Post by Mr Bill » September 17th, 2014, 4:35 pm

I have several injectors, including an American injector which I do not use.
If I was using an American injector, this is what I would do:
Using your probe; clean loose glass out of pit.
Mount injector on WS.
Screw down until you make contact with the windshield , then 1/4 turn further.
Add resin to injector.
Screw in plunger until resin begins to penetrate the break.
Wait 2 mins then unscrew the plunger part way to pull a vacuum.
Wait 2 mins then screw in plunger until the resin is under pressure again.
Watch to see if the resin is penetrating.
Wait 2 mins then pull another vacuum.
Gradually screw the plunger in a little further each time you cycle between pressure and vacuum.
If there are crack legs, probe each leg to facilitate resin flow.
I never use heat to facilitate resin flow.
Heat is counter productive, as it makes the glass expand and the crack legs will temporarily dissappear, only to reappear afer the glass has cooled down.
When you are satisfied that all of the air in the break has been replaced by resin; remove injector; add a drop of pit filler and cure tab ; then cure using UV light for 5 mins.
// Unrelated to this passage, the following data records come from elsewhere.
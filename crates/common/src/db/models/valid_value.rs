//! Controlled vocabulary: allowed values per field

use sea_orm::entity::prelude::*;
use serde::{Deserialize, Serialize};

#[derive(Clone, Debug, PartialEq, Eq, DeriveEntityModel, Serialize, Deserialize)]
#[sea_orm(table_name = "valid_values")]
pub struct Model {
    #[sea_orm(primary_key)]
    pub id: i32,

    /// Field the value applies to, e.g. "sample_type"
    #[sea_orm(column_type = "Text")]
    pub field: String,

    #[sea_orm(column_type = "Text")]
    pub value: String,

    #[sea_orm(column_type = "Text", nullable)]
    pub description: Option<String>,
}

#[derive(Copy, Clone, Debug, EnumIter, DeriveRelation)]
pub enum Relation {}

impl ActiveModelBehavior for ActiveModel {}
In the case of crack legs, if the resin is under pressure, it may take 5 mins or more to travel all of the way to the ends of the cracks. If the resin cures in 5 mins, and it takes 8 min to reach the end of the crack, the resin will never make it all the way to the end of the cracks, if UV is present.
Be sure to take steps to block UV.
Use a UV screen or put a towel over your work during the repair process.
Did I miss anything?
Help me , fellow techs, by adding your two cents.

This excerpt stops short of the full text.